No 45779, Discussion Papers from Hebrew University of Jerusalem, Department of Agricultural Economics and Management

Abstract: Over the last 10 years, Burkina Faso has experienced a reform of its cotton sector, and is now the largest African cotton producer and exporter. The cotton ”boom” consisted of a rapid expansion of cotton areas through the growth of land shares allocated to cotton (and new producers), together with an overall increase in total cultivated land. In this paper, we present an empirical framework to determine the contribution of total farmland changes in the increase of land dedicated to cotton, where both processes are represented by ordered endogenous variables. We then analyze data that we collected in rural Burkina Faso in March 2006 within this framework.
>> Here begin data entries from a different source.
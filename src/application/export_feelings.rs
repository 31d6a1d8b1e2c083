//! Export use case - write the full history as a plain-text document

use crate::application::JournalStore;
use crate::domain::SeedDataset;
use crate::error::Result;
use crate::infrastructure::{Config, FileStore};
use chrono::{DateTime, Utc};
use std::fs;
use std::path::{Path, PathBuf};

/// Service for exporting the released history
pub struct ExportService {
    storage: FileStore,
}

impl ExportService {
    pub fn new(storage: FileStore) -> Self {
        ExportService { storage }
    }

    /// Render the export document and write it to `output_dir` (the vent
    /// root when not given), using the `feelings_released_<date>.txt`
    /// filename convention. Returns the written path.
    ///
    /// Fails with [`crate::error::VentError::EmptyJournal`] when there is
    /// nothing to export; no file is produced in that case.
    pub fn execute(&self, output_dir: Option<&Path>, now: DateTime<Utc>) -> Result<PathBuf> {
        let config = Config::load_from_dir(&self.storage.root)?;
        let seed = SeedDataset::load(&self.storage.seed_path(&config.seed_file));

        let mut journal = JournalStore::new(self.storage.clone());
        journal.initialize(seed)?;

        let doc = journal.export_all(now)?;

        let dir = output_dir.unwrap_or_else(|| self.storage.root.as_path());
        if !dir.exists() {
            fs::create_dir_all(dir)?;
        }

        let path = dir.join(&doc.filename);
        fs::write(&path, &doc.content)?;

        Ok(path)
    }
}
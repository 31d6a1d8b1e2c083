//! Application layer - Use cases and the two core stores

pub mod compose;
pub mod draft_service;
pub mod draft_store;
pub mod export_feelings;
pub mod init;
pub mod journal_store;
pub mod list_history;
pub mod manage_config;
pub mod release;
pub mod status;

pub use compose::ComposeService;
pub use draft_service::{DraftService, DraftStatus};
pub use draft_store::DraftStore;
pub use export_feelings::ExportService;
pub use journal_store::JournalStore;
pub use list_history::HistoryService;
pub use manage_config::ConfigService;
pub use release::{ReleaseOutcome, ReleaseService};
pub use status::{Status, StatusService};
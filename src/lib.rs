//! vent - Terminal venting journal
//!
//! A private place to draft a difficult thought, release it into a
//! permanent append-only journal, and export the full history as a
//! plain-text document. Drafts autosave after a quiet period of
//! inactivity; released entries are immutable.

pub mod application;
pub mod cli;
pub mod domain;
pub mod error;
pub mod infrastructure;

pub use error::VentError;
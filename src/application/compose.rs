//! Interactive compose use case - line-by-line drafting with autosave

use crate::application::DraftStore;
use crate::error::Result;
use crate::infrastructure::{Config, FileStore};
use chrono::{DateTime, Utc};
use std::io::{BufRead, Write};

/// Service for building up the draft interactively.
///
/// Each input line replaces the draft with the accumulated text and
/// restarts the autosave countdown; a pause before the next line lets the
/// quiet interval elapse, so the poll at the start of the next iteration
/// flushes and reports `Saving...`. The draft is always flushed at EOF.
pub struct ComposeService {
    storage: FileStore,
}

impl ComposeService {
    pub fn new(storage: FileStore) -> Self {
        ComposeService { storage }
    }

    /// Run the compose loop over `input`, writing progress to `output`.
    /// `now` supplies the current instant, once per event.
    ///
    /// Returns the final draft text.
    pub fn execute<R, W, F>(&self, input: R, output: &mut W, mut now: F) -> Result<String>
    where
        R: BufRead,
        W: Write,
        F: FnMut() -> DateTime<Utc>,
    {
        let config = Config::load_from_dir(&self.storage.root)?;
        let mut draft = DraftStore::new(self.storage.clone(), config.quiet_interval());
        draft.load_draft();

        if !draft.text().is_empty() {
            writeln!(output, "Continuing your saved draft.")?;
        }

        let mut buffer = draft.text().to_string();

        for line in input.lines() {
            let line = line?;
            let instant = now();

            if draft.is_auto_saving() && draft.poll(instant)? {
                writeln!(output, "Saving... saved.")?;
            }

            if !buffer.is_empty() {
                buffer.push('\n');
            }
            buffer.push_str(&line);
            draft.set_text(&buffer, instant);
        }

        if !draft.text().trim().is_empty() {
            draft.flush(now())?;
            writeln!(output, "Draft saved. Release it with 'vent release'.")?;
        }

        Ok(draft.text().to_string())
    }
}
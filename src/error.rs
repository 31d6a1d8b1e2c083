//! Error types for vent

use std::path::PathBuf;
use thiserror::Error;

/// Main error type for the vent application
#[derive(Debug, Error)]
pub enum VentError {
    #[error("Not a vent directory: {0}")]
    NotVentDirectory(PathBuf),

    #[error("Nothing to release: the entry is empty")]
    EmptyEntry,

    #[error("No feelings to export: the journal is empty")]
    EmptyJournal,

    #[error("Could not persist to durable storage: {0}")]
    Persistence(String),

    #[error("IO error: {0}")]
    Io(#[from] std::io::Error),

    #[error("Configuration error: {0}")]
    Config(String),

    #[error("TOML deserialization error: {0}")]
    TomlDeserialize(#[from] toml::de::Error),

    #[error("TOML serialization error: {0}")]
    TomlSerialize(#[from] toml::ser::Error),
}

impl VentError {
    /// Get the exit code for this error
    pub fn exit_code(&self) -> i32 {
        match self {
            VentError::NotVentDirectory(_) => 2,
            VentError::EmptyEntry => 3,
            VentError::EmptyJournal => 4,
            _ => 1,
        }
    }

    /// Get a user-friendly error message with suggestions
    pub fn display_with_suggestions(&self) -> String {
        match self {
            VentError::NotVentDirectory(path) => {
                format!(
                    "Not a vent directory: {}\n\n\
                    Suggestions:\n\
                    • Run 'vent init' in this directory to create a new journal\n\
                    • Navigate to an existing vent directory\n\
                    • Set VENT_ROOT environment variable to your journal path",
                    path.display()
                )
            }
            VentError::EmptyEntry => "Nothing to release: the entry is empty\n\n\
                Suggestions:\n\
                • Write something first, then release it\n\
                • Build up a draft with 'vent draft \"...\"' or 'vent compose'\n\
                • Release the current draft with a plain 'vent release'"
                .to_string(),
            VentError::EmptyJournal => "No feelings to export: the journal is empty\n\n\
                Suggestions:\n\
                • Release a feeling first: vent release \"...\"\n\
                • Check the journal size with 'vent status'"
                .to_string(),
            VentError::Persistence(msg) => {
                format!(
                    "Could not persist to durable storage: {}\n\n\
                    Your entry was recorded for this session, but it may not\n\
                    survive a restart. Check that the .vent directory is\n\
                    writable and that the disk is not full.",
                    msg
                )
            }
            _ => self.to_string(),
        }
    }
}

/// Result type using VentError
pub type Result<T> = std::result::Result<T, VentError>;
From measurable indicators of farmer behavior and variables that measure farmer statements for the reasons of this behavior, we are able to identify both direct and indirect effects of the cotton reform on the extensive growth of cotton seed production. They are namely mechanization and technical assistance, labor intensification, enhanced managerial abilities (learning by doing and better environment for farmers), production incentives arising from the new local organizations of producers, guarantees and confidence stemming from the sector and an easier access to agricultural inputs.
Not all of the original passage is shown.